The Politics of Medical Software

Can I rant for a minute? This is related to my previous posting, but I felt it needed it’s own heading. I came into healthcare via an interest in IT, not the other way around, and I’ve noticed something. All of the software that I’ve seen for the healthcare industry is one of three things: Expensive, Bad, or Both. Unfortunately, most seem to fall under the "Both" category.

Why is this? Is it because companies think that agencies are staffed with nitwits who only got into the health field to help people, and therefore know nothing about software, business, etc.? Or do they think that the demand is so high that they can fool agencies into thinking that this is the best software they’ve ever seen, and then get them to spend so much money on procuring it and making it almost work that they HAVE to stay around?

To me, it’s a pretty sad state of affairs when we have to think twice about going to a doctor’s office, nursing facility, or hospital because we’re afraid we’re going to have our leg amputated when we go in for a chronic cough. This is not the fault of the facilities themselves, but of information systems that either suck horrendously, or just are so difficult to use and to glean useful information from that they become completely unmanageable.
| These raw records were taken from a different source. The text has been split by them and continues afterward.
//! Blob Migration Subsystem
//!
//! Copies audio assets from the legacy bucket to the target bucket:
//! 1. `build_manifest` enumerates the source once and persists the listing
//! 2. `BlobMigrator::migrate_all` transfers in bounded concurrent batches,
//!    saving progress after each batch
//! 3. `apply_url_mappings` points case rows at the new locations

pub mod apply;
pub mod http_store;
pub mod local_store;
pub mod manifest;
pub mod migrator;
pub mod store;

pub use apply::{apply_url_mappings, ApplySummary};
pub use http_store::HttpObjectStore;
pub use local_store::LocalObjectStore;
pub use manifest::{build_manifest, load_manifest, save_manifest};
pub use migrator::{BlobMigrator, Transfer, MAX_ITEM_ATTEMPTS};
pub use store::{MemoryObjectStore, ObjectMeta, ObjectStore};

use thiserror::Error;

/// Object store failure
#[derive(Debug, Error)]
pub enum StoreError {
    #[error("Object not found: {0}")]
    NotFound(String),

    #[error("IO error: {0}")]
    Io(#[from] std::io::Error),

    /// Non-success HTTP response
    #[error("Storage API returned {status} for {key}: {message}")]
    Http {
        status: u16,
        key: String,
        message: String,
    },

    /// Request never got a response (connect, timeout, reset)
    #[error("Storage request failed: {0}")]
    Transport(String),

    #[error("Invalid object key: {0}")]
    InvalidKey(String),
}

impl StoreError {
    /// Worth retrying: I/O and transport failures, throttling and 5xx
    pub fn is_transient(&self) -> bool {
        match self {
            StoreError::Io(_) | StoreError::Transport(_) => true,
            StoreError::Http { status, .. } => *status == 429 || *status >= 500,
            StoreError::NotFound(_) | StoreError::InvalidKey(_) => false,
        }
    }
}

impl From<reqwest::Error> for StoreError {
    fn from(err: reqwest::Error) -> Self {
        match err.status() {
            Some(status) => StoreError::Http {
                status: status.as_u16(),
                key: err.url().map(|u| u.path().to_string()).unwrap_or_default(),
                message: err.to_string(),
            },
            None => StoreError::Transport(err.to_string()),
        }
    }
}

pub type StoreResult<T> = Result<T, StoreError>;

#[cfg(test)]
mod tests {
    use super::*;

    #[test]
    fn test_transient_classification() {
        assert!(StoreError::Transport("connection reset".into()).is_transient());
        assert!(StoreError::Http { status: 503, key: "k".into(), message: String::new() }.is_transient());
        assert!(StoreError::Http { status: 429, key: "k".into(), message: String::new() }.is_transient());
        assert!(!StoreError::Http { status: 403, key: "k".into(), message: String::new() }.is_transient());
        assert!(!StoreError::NotFound("k".into()).is_transient());
    }
}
So far as I can see, open-source (not necessarily free) software is the key. If agencies can have someone on site to manage the software, and to adapt to all of the changes mandated by government agencies (my mother works for a phychiatric hospital, and they have still not recieved payment for medicare / medicaid claims from the early 90’s), or by changing demographics in healthcare, they will be able to keep up with the ever-changing face of medicine, as well as maybe, just maybe, turn a profit. For one, I’m not holding my breath.